3.4. Optimization of Electrochemical Detection Conditions for Peroxidase Mimic

The effects of Au@Fe3O4 addition, reaction temperature, pH, and scan rate on the electrochemical response were explored and optimized in order to provide a greater level of sensitivity and performance in the electrochemically enhanced detection of sodium nitrite. This was accomplished by determining the optimal values for each of these variables. In order to determine the detection index, the absolute value of the oxidation peak current was utilized.
The electrochemical detection system is subject to the direct influence of the temperature of the reaction. As can be observed in Figure 5a, the absolute value of the oxidation peak current progressively increases as the reaction temperature rises. This trend is depicted by a linear trend line. When the temperature was in the range of 20 to 30 °C, there was a quick increase in the response rate, as well as an increase in the number of charges on the electrode surface. As a direct consequence of the quickening of the electron transfer rate and the intensification of the current response signal, the absolute magnitude of the oxidation peak current rose precipitously in a short period of time. The temperature range of 30–50 °C was optimal for maximizing the peroxidase-like activity of the Au@Fe3O4 enzyme in the assay method. The ongoing oxidative breakdown of H2O2 resulted in the production of a significant amount of ROS, which in turn sped up the electrocatalytic oxidation of sodium nitrite. The electrochemical response signal became stronger as the number of electron transfers on the electrode surface rose, and the absolute value of the oxidation peak current increased as the number of electron transfers on the electrode surface increased. However, when the temperature was increased even further to the range of 50–60 °C, the reaction rate dropped dramatically, the electrochemical signal became less strong, and the absolute magnitude of the oxidation peak current showed a downward trend. It was determined that this was due to the fact that when the temperature was higher than 50 °C, the Au@Fe3O4 peroxidase mimic experienced some inhibition and a drop in its catalytic activity. This led to a large reduction in the amount of ·OH that was created as a result of the catalytic reaction. The temperature at which the electrochemical sensor began to react was also too high to be easily recognized. As a result, the temperature of 50 °C was determined to be the most suitable for the system’s reactions.

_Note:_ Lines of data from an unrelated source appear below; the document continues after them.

//! Wavefront OBJ meshes.
//!
//! Parsing is done by the [wavefront_obj] crate. Triangles of every object of the file are
//! flattened into the interleaved [`Vertex`] layout of procedural meshes; missing normals and
//! texture coordinates are zeroed. Points and lines are ignored.
//!
//! [wavefront_obj]: https://crates.io/crates/wavefront_obj

use crate::backend::vertex_array::VertexArray;
use crate::mesh::{Mesh, Vertex};
use crate::vao::{Mode, SimpleVao, VaoError};
use cgmath::{InnerSpace, Point3, Vector3};
use std::{error, fmt, fs, io, path::Path};
use wavefront_obj::obj;

/// Error that can happen when loading an OBJ file.
#[non_exhaustive]
#[derive(Debug)]
pub enum ObjError {
  /// The file couldn’t be read.
  FileNotFound(io::Error),
  /// The file is not a valid OBJ file.
  ParseError {
    /// Line of the error.
    line: usize,
    /// What went wrong.
    message: String,
  },
  /// An index refers to a vertex, normal or texture coordinate that doesn’t exist.
  IndexOutOfRange(usize),
  /// The file contains no triangle.
  Empty,
}

impl fmt::Display for ObjError {
  fn fmt(&self, f: &mut fmt::Formatter) -> Result<(), fmt::Error> {
    match *self {
      ObjError::FileNotFound(ref e) => write!(f, "cannot read OBJ file: {}", e),
      ObjError::ParseError { line, ref message } => {
        write!(f, "OBJ parse error at line {}: {}", line, message)
      }
      ObjError::IndexOutOfRange(index) => write!(f, "OBJ index out of range: {}", index),
      ObjError::Empty => f.write_str("OBJ file has no triangle"),
    }
  }
}

impl error::Error for ObjError {
  fn source(&self) -> Option<&(dyn error::Error + 'static)> {
    match self {
      ObjError::FileNotFound(e) => Some(e),
      _ => None,
    }
  }
}

impl From<io::Error> for ObjError {
  fn from(e: io::Error) -> Self {
    ObjError::FileNotFound(e)
  }
}

/// A triangulated OBJ mesh.
#[derive(Clone, Debug, PartialEq)]
pub struct Obj {
  vertices: Vec<Vertex>,
}

impl Obj {
  /// Load an OBJ file.
  pub fn load(path: impl AsRef<Path>) -> Result<Self, ObjError> {
    let path = path.as_ref();
    let src = fs::read_to_string(path)?;
    let obj = Self::parse(&src)?;

    log::info!(
      "loaded {} ({} triangles)",
      path.display(),
      obj.vertices.len() / 3
    );

    Ok(obj)
  }

  /// Parse OBJ source.
  pub fn parse(src: &str) -> Result<Self, ObjError> {
    let set = obj::parse(src.to_owned()).map_err(|e| ObjError::ParseError {
      line: e.line_number,
      message: e.message,
    })?;

    let mut vertices = Vec::new();

    for object in &set.objects {
      for geometry in &object.geometry {
        for shape in &geometry.shapes {
          if let obj::Primitive::Triangle(a, b, c) = &shape.primitive {
            for vtn in [a, b, c].iter() {
              vertices.push(flatten(object, **vtn)?);
            }
          }
        }
      }
    }

    if vertices.is_empty() {
      return Err(ObjError::Empty);
    }

    Ok(Obj { vertices })
  }

  /// Flattened vertices, three per triangle.
  pub fn vertices(&self) -> &[Vertex] {
    &self.vertices
  }

  /// The mesh, drawn as triangles.
  pub fn to_mesh(&self) -> Mesh {
    Mesh::new(self.vertices.clone(), Mode::Triangle)
  }

  /// Sphere enclosing every vertex: the centre of the bounding box, and the distance to the
  /// farthest vertex.
  pub fn bounding_sphere(&self) -> (Point3<f32>, f32) {
    let mut min = Vector3::new(f32::MAX, f32::MAX, f32::MAX);
    let mut max = Vector3::new(f32::MIN, f32::MIN, f32::MIN);

    for v in &self.vertices {
      let [x, y, z] = v.position;
      min = Vector3::new(min.x.min(x), min.y.min(y), min.z.min(z));
      max = Vector3::new(max.x.max(x), max.y.max(y), max.z.max(z));
    }

    let center = (min + max) / 2.;
    let radius = self
      .vertices
      .iter()
      .map(|v| (Vector3::from(v.position) - center).magnitude())
      .fold(0., f32::max);

    (Point3::new(center.x, center.y, center.z), radius)
  }

  /// Upload the mesh into a new [`SimpleVao`].
  pub fn create_vao<B>(&self, backend: &mut B) -> Result<SimpleVao<B>, VaoError>
  where
    B: ?Sized + VertexArray,
  {
    self.to_mesh().create_vao(backend)
  }
}

fn flatten(object: &obj::Object, (v, t, n): obj::VTNIndex) -> Result<Vertex, ObjError> {
  let p = object.vertices.get(v).ok_or(ObjError::IndexOutOfRange(v))?;

  let normal = match n {
    Some(n) => {
      let n = object.normals.get(n).ok_or(ObjError::IndexOutOfRange(n))?;
      [n.x as f32, n.y as f32, n.z as f32]
    }

    None => [0.; 3],
  };

  let uv = match t {
    Some(t) => {
      let t = object.tex_vertices.get(t).ok_or(ObjError::IndexOutOfRange(t))?;
      [t.u as f32, t.v as f32]
    }

    None => [0.; 2],
  };

  Ok(Vertex::new(
    [p.x as f32, p.y as f32, p.z as f32],
    normal,
    uv,
  ))
}

#[cfg(test)]
mod tests {
  use super::*;

  const QUAD: &str = "
o quad
v -1 -1 0
v 1 -1 0
v 1 1 0
v -1 1 0
vt 0 0
vt 1 0
vt 1 1
vt 0 1
vn 0 0 1
f 1/1/1 2/2/1 3/3/1
f 1/1/1 3/3/1 4/4/1
";

  // triangles may start from any of their corners; winding is what must be kept
  fn is_rotation_of(triangle: &[Vertex], corners: [[f32; 3]; 3]) -> bool {
    (0..3).any(|shift| (0..3).all(|i| triangle[(i + shift) % 3].position == corners[i]))
  }

  #[test]
  fn triangles_are_flattened() {
    let obj = Obj::parse(QUAD).unwrap();
    let vertices = obj.vertices();

    assert_eq!(vertices.len(), 6);
    assert!(is_rotation_of(
      &vertices[..3],
      [[-1., -1., 0.], [1., -1., 0.], [1., 1., 0.]]
    ));
    assert!(is_rotation_of(
      &vertices[3..],
      [[-1., -1., 0.], [1., 1., 0.], [-1., 1., 0.]]
    ));

    let corner = vertices[..3]
      .iter()
      .find(|v| v.position == [1., -1., 0.])
      .unwrap();
    assert_eq!(corner.uv, [1., 0.]);
    assert!(vertices.iter().all(|v| v.normal == [0., 0., 1.]));
  }

  #[test]
  fn missing_attributes_are_zeroed() {
    let obj = Obj::parse("o tri\nv 0 0 0\nv 1 0 0\nv 0 1 0\nf 1 2 3\n").unwrap();
    let vertices = obj.vertices();

    assert!(is_rotation_of(
      vertices,
      [[0., 0., 0.], [1., 0., 0.], [0., 1., 0.]]
    ));
    assert!(vertices.iter().all(|v| v.normal == [0.; 3] && v.uv == [0.; 2]));
  }

  #[test]
  fn bounding_spheres() {
    let (center, radius) = Obj::parse(QUAD).unwrap().bounding_sphere();

    assert_eq!(center, Point3::new(0., 0., 0.));
    assert!((radius - 2f32.sqrt()).abs() < 1e-6);
  }

  #[test]
  fn errors() {
    assert!(matches!(Obj::parse("o empty\nv 0 0 0\n"), Err(ObjError::Empty)));
    assert!(matches!(
      Obj::load("does/not/exist.obj"),
      Err(ObjError::FileNotFound(_))
    ));
  }
}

The scan rate was crucial to the system’s electrochemical response. As shown in Figure 5b, the absolute value of the system’s oxidation peak current increased dramatically as the scan rate was gradually increased. Excellent linearity existed between the absolute value of the oxidation peak current and the square of the root of the scan rate. The regression equation was y = 87.35x + 3.877 (R2 = 0.9907). This was because the diffusion effect controls the electron transfer process in the system. As the scan rate increases, so does the electron transfer rate, and, as a result, the absolute value of the oxidation peak current increases [46]. Nevertheless, our group’s previous experimental investigations demonstrated that when the scan rate exceeded 0.1 V/s, the stability of the detection system was compromised, which was not conducive to further sodium nitrite detection. As a result, 0.1 V/s was chosen as the optimal scan rate.

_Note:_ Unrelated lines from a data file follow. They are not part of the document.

//! Framebuffer backend interface.

use crate::backend::texture::Texture;
use crate::framebuffer::{DepthFormat, FramebufferError};
use crate::texture::Filter;

/// Framebuffer support on the backend.
pub unsafe trait Framebuffer: Texture {
  /// Backend representation of a framebuffer.
  type FramebufferRepr;

  /// Backend representation of a renderbuffer.
  type RenderbufferRepr;

  /// Maximum number of color attachments a framebuffer can have.
  unsafe fn max_color_attachments(&mut self) -> usize;

  /// Create a new framebuffer without any attachment.
  unsafe fn new_framebuffer(&mut self) -> Result<Self::FramebufferRepr, FramebufferError>;

  /// Attach a texture as the `index`-th color attachment.
  unsafe fn attach_color_texture(
    &mut self,
    framebuffer: &Self::FramebufferRepr,
    index: usize,
    texture: &Self::TextureRepr,
  );

  /// Create a depth (or depth-stencil) renderbuffer.
  unsafe fn new_depth_renderbuffer(
    &mut self,
    size: [u32; 2],
    format: DepthFormat,
  ) -> Result<Self::RenderbufferRepr, FramebufferError>;

  /// Attach a depth (or depth-stencil) renderbuffer.
  unsafe fn attach_depth_renderbuffer(
    &mut self,
    framebuffer: &Self::FramebufferRepr,
    renderbuffer: &Self::RenderbufferRepr,
    format: DepthFormat,
  );

  /// Check the completeness of a framebuffer.
  unsafe fn check_framebuffer(
    &mut self,
    framebuffer: &Self::FramebufferRepr,
  ) -> Result<(), FramebufferError>;

  /// Bind a framebuffer for drawing, or the default one if `None`.
  unsafe fn bind_framebuffer(&mut self, framebuffer: Option<&Self::FramebufferRepr>);

  /// Enable the first `count` color attachments of the bound framebuffer as draw buffers.
  unsafe fn set_draw_buffers(&mut self, count: usize);

  /// Copy a rectangle of a color attachment into the default framebuffer.
  ///
  /// Rectangles are `[x0, y0, x1, y1]`.
  unsafe fn blit_to_default(
    &mut self,
    framebuffer: &Self::FramebufferRepr,
    attachment: usize,
    src: [i32; 4],
    dst: [i32; 4],
    filter: Filter,
  );
}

In addition, the detection system’s Au@Fe3O4 addition was optimized. As depicted in Figure 5c, the additional quantity of Au@Fe3O4 was between 0.0045 and 0.0095 g, and the absolute value of the oxidation peak current increased gradually as the additional amount was added. With the addition of more Au@Fe3O4 to the electrochemical detection system, the peroxidase-like activity likely increased, promoting the electrooxidation of sodium nitrite to generate electron transfer and generate more ·OH. It was also possible that a trace quantity of Au@Fe3O4 was attached to the surface of the electrode, which boosted the sensitivity of the electrode and the electron transfer rate significantly. Thus, when the amount added was between 0.0095 g and 0.0145 g, the reaction rate decreased swiftly, and the absolute value of the oxidation peak current decreased gradually. It was conceivable that the nanoparticle aggregation caused by the excessive addition of Au@Fe3O4 reduced the catalytic effect. The optimal amount of Au@Fe3O4 to be added for the detection of sodium nitrite was determined to be 0.0095 g.

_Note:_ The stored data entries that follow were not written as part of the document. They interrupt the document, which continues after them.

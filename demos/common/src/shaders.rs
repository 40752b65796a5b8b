//! GLSL programs shared by the demos.
//!
//! Every program reads the mesh attributes at the same locations: position at `0`, texture
//! coordinates or vertex colour at `1` and normal at `2` (see [`ngl::mesh::Vertex`]).

use crate::Backend;
use ngl::shader::{ShaderError, ShaderLib};

/// Built-in programs.
#[derive(Clone, Copy, Debug, Eq, Hash, PartialEq)]
pub enum BuiltinShader {
  /// Flat `Colour`.
  Colour,
  /// Colour read from attribute `1`.
  VertexColour,
  /// Lambert shading of `Colour` by a point light.
  Diffuse,
  /// Phong shading with a `light` and a `material`.
  Phong,
  /// Texture sampled from unit `0`.
  Texture,
  /// Cook-Torrance shading with uniform material parameters.
  Pbr,
  /// Cook-Torrance shading with the material read from a texture pack.
  PbrTexture,
  /// Screen-space checkers written to eight outputs.
  Checker,
}

impl BuiltinShader {
  /// Name the program is registered with.
  pub fn name(self) -> &'static str {
    match self {
      BuiltinShader::Colour => "Colour",
      BuiltinShader::VertexColour => "VertexColour",
      BuiltinShader::Diffuse => "Diffuse",
      BuiltinShader::Phong => "Phong",
      BuiltinShader::Texture => "Texture",
      BuiltinShader::Pbr => "PBR",
      BuiltinShader::PbrTexture => "PBRTexture",
      BuiltinShader::Checker => "Checker",
    }
  }

  fn sources(self) -> (&'static str, &'static str) {
    match self {
      BuiltinShader::Colour => (
        include_str!("shaders/colour-vs.glsl"),
        include_str!("shaders/colour-fs.glsl"),
      ),
      BuiltinShader::VertexColour => (
        include_str!("shaders/vertex-colour-vs.glsl"),
        include_str!("shaders/vertex-colour-fs.glsl"),
      ),
      BuiltinShader::Diffuse => (
        include_str!("shaders/diffuse-vs.glsl"),
        include_str!("shaders/diffuse-fs.glsl"),
      ),
      BuiltinShader::Phong => (
        include_str!("shaders/phong-vs.glsl"),
        include_str!("shaders/phong-fs.glsl"),
      ),
      BuiltinShader::Texture => (
        include_str!("shaders/texture-vs.glsl"),
        include_str!("shaders/texture-fs.glsl"),
      ),
      BuiltinShader::Pbr => (
        include_str!("shaders/pbr-vs.glsl"),
        include_str!("shaders/pbr-fs.glsl"),
      ),
      BuiltinShader::PbrTexture => (
        include_str!("shaders/pbr-texture-vs.glsl"),
        include_str!("shaders/pbr-texture-fs.glsl"),
      ),
      BuiltinShader::Checker => (
        include_str!("shaders/checker-vs.glsl"),
        include_str!("shaders/checker-fs.glsl"),
      ),
    }
  }

  /// Compile the program and register it in `shaders`.
  pub fn load(self, shaders: &mut ShaderLib<Backend>, backend: &mut Backend) -> Result<(), ShaderError> {
    let (vs, fs) = self.sources();
    shaders.load_shader(backend, self.name(), vs, fs)
  }
}

#[cfg(test)]
mod tests {
  use super::*;

  const ALL: [BuiltinShader; 8] = [
    BuiltinShader::Colour,
    BuiltinShader::VertexColour,
    BuiltinShader::Diffuse,
    BuiltinShader::Phong,
    BuiltinShader::Texture,
    BuiltinShader::Pbr,
    BuiltinShader::PbrTexture,
    BuiltinShader::Checker,
  ];

  #[test]
  fn sources_target_gl41_core() {
    for shader in ALL.iter() {
      let (vs, fs) = shader.sources();
      assert!(vs.starts_with("#version 410 core"), "{}", shader.name());
      assert!(fs.starts_with("#version 410 core"), "{}", shader.name());
    }
  }

  #[test]
  fn attribute_locations_match_the_mesh_layout() {
    let (vs, _) = BuiltinShader::PbrTexture.sources();

    assert!(vs.contains("layout(location = 0) in vec3 inPosition;"));
    assert!(vs.contains("layout(location = 1) in vec2 inUV;"));
    assert!(vs.contains("layout(location = 2) in vec3 inNormal;"));
  }

  #[test]
  fn checker_writes_eight_outputs() {
    let (_, fs) = BuiltinShader::Checker.sources();
    assert_eq!(fs.matches("out vec4 fragColour").count(), 8);
  }
}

The results of the effect of buffer pH on the electrochemical detection system are shown in Figure 5d. With the increase in buffer pH, the absolute value of the oxidation peak current first increased and then decreased. At pH 6 of the test system, the peak oxidation current intensity was maximum. This is because the electrons were easily transferred to the electrode surface by the oxidation of sodium nitrite in the pH 6 buffer. A stronger electrochemical signal was generated, and the absolute value of the oxidation peak current increased accordingly. In the meantime, the medium has a significant quantity of negative ions when the pH of the buffer solution is in the range of 7 to 8. The presence of an excessive number of negative ions fails to promote the flow of electrons to the electrode, and the electron mobility gradually diminishes as a result. This makes it challenging for the system to go through redox reactions. The electrochemical reaction will be slowed down, and the absolute value of the peak current produced by oxidation will decrease. As a consequence, pH 6 was chosen as the electrochemical condition for further measurement of sodium nitrite [47].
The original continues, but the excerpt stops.